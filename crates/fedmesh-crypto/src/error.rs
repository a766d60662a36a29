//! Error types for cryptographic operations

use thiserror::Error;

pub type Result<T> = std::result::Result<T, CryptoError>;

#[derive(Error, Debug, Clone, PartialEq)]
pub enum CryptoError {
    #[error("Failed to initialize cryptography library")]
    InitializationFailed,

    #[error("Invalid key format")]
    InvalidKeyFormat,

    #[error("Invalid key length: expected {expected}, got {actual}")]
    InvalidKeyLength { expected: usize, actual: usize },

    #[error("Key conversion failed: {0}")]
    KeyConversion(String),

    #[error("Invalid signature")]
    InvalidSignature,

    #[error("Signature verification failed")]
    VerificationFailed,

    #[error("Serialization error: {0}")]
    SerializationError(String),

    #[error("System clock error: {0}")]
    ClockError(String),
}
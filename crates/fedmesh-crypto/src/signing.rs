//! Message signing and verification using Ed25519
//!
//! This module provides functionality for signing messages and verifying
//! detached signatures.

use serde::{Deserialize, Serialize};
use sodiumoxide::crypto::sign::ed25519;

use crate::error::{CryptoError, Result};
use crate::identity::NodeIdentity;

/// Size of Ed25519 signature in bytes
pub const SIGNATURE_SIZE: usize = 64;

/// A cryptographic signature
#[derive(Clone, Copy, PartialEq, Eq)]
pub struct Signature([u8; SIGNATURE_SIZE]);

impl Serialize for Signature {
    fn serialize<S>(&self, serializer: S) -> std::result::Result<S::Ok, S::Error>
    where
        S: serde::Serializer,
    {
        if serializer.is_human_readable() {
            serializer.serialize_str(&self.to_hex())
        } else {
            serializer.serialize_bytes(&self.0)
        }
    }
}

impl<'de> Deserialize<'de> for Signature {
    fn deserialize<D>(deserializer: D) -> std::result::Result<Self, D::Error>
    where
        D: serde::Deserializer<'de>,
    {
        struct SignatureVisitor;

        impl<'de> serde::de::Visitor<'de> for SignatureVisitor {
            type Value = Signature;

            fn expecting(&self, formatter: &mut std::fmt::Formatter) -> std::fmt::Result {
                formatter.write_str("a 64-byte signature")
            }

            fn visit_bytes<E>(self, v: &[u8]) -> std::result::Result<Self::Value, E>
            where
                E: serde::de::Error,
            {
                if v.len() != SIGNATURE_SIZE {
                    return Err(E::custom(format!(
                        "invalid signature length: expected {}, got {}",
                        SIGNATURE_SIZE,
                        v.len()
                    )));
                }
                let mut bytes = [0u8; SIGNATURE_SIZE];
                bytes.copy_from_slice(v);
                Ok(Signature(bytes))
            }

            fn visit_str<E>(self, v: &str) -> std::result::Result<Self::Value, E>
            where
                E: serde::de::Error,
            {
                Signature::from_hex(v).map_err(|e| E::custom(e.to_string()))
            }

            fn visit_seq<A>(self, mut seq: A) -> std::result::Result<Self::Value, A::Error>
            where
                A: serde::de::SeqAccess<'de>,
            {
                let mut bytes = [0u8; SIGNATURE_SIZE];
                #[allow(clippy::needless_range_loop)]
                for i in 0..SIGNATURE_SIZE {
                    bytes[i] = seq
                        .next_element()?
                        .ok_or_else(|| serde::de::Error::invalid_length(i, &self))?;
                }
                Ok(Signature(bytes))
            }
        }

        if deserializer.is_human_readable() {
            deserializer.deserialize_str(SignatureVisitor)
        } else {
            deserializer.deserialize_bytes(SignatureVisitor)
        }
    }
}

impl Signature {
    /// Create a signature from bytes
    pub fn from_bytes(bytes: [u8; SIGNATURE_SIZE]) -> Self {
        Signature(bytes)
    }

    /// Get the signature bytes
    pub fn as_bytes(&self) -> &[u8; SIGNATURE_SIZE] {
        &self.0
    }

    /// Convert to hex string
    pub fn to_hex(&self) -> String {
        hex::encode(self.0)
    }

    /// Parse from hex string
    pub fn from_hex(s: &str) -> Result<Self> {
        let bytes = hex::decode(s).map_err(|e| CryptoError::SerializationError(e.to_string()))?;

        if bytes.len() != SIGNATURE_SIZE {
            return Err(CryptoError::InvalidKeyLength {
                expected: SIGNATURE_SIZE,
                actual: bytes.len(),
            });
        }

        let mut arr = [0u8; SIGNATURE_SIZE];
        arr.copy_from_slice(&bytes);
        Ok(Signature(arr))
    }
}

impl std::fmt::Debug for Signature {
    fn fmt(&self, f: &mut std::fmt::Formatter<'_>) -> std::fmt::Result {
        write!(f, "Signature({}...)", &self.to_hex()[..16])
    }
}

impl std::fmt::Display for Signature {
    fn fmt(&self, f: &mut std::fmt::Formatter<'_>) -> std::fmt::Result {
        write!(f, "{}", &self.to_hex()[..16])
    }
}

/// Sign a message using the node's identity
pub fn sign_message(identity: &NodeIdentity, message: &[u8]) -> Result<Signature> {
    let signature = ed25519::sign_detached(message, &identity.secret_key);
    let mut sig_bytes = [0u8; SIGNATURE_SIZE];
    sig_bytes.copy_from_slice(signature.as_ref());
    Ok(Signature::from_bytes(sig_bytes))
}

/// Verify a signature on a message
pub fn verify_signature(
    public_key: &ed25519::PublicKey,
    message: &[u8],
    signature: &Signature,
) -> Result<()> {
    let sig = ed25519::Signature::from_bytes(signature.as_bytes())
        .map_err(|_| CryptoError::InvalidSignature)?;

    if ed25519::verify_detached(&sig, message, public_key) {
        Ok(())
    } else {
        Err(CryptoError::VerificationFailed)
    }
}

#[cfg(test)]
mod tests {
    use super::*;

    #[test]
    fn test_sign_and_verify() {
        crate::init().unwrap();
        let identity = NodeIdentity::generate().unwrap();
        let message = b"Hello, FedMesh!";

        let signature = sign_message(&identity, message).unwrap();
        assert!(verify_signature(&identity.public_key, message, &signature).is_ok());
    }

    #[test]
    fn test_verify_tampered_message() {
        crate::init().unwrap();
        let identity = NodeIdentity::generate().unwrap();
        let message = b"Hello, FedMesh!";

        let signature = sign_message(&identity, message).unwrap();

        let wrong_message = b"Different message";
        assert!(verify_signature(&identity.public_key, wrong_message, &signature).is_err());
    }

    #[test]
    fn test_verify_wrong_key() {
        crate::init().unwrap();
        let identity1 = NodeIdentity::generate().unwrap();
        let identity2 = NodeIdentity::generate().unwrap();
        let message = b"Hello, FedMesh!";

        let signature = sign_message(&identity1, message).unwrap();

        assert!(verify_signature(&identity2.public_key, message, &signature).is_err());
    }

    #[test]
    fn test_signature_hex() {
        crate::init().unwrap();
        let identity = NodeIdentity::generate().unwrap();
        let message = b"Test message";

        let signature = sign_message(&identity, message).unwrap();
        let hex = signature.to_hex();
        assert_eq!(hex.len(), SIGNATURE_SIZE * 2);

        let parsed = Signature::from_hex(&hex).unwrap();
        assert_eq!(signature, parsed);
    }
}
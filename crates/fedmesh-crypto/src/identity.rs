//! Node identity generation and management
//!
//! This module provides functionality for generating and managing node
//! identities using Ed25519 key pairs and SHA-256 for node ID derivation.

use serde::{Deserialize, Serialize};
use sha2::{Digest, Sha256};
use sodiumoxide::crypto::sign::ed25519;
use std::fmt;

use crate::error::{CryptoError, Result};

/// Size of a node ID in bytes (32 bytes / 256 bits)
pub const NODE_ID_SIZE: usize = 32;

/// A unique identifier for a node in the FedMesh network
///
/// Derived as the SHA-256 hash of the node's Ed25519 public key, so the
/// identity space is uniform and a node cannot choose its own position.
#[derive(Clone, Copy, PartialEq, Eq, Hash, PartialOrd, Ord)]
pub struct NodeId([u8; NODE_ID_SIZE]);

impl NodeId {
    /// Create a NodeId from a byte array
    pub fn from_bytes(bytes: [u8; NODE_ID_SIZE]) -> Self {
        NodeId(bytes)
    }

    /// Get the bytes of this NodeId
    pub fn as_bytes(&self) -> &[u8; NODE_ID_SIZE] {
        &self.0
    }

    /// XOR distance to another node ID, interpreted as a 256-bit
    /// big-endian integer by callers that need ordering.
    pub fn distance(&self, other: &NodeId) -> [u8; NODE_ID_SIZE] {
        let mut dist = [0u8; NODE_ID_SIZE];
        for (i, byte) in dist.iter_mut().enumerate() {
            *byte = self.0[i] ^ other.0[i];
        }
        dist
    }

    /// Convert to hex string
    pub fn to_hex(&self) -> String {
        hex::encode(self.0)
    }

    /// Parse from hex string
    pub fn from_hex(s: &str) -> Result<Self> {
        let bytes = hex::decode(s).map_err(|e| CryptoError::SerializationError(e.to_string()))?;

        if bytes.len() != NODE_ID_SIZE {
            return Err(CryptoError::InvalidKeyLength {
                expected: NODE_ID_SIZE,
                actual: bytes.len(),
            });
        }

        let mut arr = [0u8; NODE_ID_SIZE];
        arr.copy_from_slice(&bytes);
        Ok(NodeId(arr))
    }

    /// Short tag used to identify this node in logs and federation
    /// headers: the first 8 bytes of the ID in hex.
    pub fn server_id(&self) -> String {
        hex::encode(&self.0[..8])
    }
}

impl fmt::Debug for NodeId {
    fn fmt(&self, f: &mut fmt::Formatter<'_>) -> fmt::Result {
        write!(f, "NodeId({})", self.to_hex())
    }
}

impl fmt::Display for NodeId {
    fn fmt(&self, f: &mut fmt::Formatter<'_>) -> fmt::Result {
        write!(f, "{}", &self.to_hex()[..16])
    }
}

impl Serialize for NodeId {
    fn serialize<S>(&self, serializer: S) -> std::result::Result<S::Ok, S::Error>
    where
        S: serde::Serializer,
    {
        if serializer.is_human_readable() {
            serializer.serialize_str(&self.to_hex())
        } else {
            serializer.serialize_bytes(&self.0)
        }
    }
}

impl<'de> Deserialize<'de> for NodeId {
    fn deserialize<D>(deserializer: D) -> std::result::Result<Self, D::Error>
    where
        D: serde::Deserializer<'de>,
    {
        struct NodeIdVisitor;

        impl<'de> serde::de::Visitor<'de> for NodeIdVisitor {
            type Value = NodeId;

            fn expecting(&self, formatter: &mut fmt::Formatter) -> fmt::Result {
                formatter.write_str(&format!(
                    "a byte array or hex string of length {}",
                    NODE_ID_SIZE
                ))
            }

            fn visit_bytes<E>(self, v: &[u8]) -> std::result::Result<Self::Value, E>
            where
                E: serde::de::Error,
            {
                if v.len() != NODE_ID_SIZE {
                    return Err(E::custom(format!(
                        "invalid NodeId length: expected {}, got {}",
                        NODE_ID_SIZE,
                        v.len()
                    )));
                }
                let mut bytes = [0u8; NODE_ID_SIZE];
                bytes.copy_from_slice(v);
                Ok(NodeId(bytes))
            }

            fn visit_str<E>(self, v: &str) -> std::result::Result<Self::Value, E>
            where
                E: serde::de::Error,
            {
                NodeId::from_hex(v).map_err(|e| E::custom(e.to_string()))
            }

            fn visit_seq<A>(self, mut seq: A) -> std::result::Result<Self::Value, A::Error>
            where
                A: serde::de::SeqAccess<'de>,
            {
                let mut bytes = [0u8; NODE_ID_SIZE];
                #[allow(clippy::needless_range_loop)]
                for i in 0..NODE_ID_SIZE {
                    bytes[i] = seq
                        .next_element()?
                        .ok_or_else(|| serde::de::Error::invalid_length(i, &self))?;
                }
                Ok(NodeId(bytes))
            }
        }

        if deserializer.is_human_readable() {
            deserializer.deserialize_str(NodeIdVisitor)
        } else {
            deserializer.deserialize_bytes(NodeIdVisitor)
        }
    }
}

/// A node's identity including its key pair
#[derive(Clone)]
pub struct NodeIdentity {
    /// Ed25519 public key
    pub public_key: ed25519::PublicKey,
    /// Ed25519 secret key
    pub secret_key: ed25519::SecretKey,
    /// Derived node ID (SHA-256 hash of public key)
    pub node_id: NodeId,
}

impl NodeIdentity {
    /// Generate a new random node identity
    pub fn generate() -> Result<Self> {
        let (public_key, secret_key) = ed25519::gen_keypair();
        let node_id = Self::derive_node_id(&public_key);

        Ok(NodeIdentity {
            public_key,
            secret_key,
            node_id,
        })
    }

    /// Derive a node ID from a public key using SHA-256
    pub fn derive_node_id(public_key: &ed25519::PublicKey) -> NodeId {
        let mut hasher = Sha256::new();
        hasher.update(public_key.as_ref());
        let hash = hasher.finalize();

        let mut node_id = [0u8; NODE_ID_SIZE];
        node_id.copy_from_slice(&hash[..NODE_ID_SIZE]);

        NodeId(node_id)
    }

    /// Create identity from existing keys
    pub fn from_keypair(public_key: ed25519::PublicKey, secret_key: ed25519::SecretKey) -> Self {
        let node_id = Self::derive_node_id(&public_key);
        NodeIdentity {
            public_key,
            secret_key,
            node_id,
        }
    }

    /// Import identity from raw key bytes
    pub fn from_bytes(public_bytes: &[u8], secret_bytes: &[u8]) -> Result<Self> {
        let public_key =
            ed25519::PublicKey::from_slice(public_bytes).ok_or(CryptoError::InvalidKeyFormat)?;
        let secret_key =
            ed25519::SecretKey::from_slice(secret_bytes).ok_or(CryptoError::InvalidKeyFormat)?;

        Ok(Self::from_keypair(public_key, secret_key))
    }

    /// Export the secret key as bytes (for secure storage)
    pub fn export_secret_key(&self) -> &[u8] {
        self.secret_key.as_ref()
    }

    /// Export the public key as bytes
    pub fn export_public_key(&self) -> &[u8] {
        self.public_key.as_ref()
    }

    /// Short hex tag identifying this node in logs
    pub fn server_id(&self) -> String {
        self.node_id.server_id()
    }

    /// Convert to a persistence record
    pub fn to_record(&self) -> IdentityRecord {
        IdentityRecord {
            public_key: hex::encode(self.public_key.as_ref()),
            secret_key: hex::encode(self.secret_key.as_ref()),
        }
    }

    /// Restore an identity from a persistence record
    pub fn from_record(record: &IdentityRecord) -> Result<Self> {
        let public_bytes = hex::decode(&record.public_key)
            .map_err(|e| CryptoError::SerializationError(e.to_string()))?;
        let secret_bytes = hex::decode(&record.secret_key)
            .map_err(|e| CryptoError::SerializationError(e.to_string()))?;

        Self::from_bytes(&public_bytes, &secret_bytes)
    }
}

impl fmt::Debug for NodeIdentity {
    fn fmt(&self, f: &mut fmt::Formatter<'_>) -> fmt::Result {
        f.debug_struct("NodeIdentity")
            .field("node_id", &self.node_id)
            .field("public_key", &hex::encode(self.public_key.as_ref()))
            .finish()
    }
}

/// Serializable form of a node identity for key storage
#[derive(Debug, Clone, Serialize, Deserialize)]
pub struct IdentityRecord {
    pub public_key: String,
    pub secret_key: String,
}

_ _ _

*Exercise aim:* From the entries above, copy each line that holds "actual".

*Response to the task:*
    #[error("Invalid key length: expected {expected}, got {actual}")]
    InvalidKeyLength { expected: usize, actual: usize },
                actual: bytes.len(),
                actual: bytes.len(),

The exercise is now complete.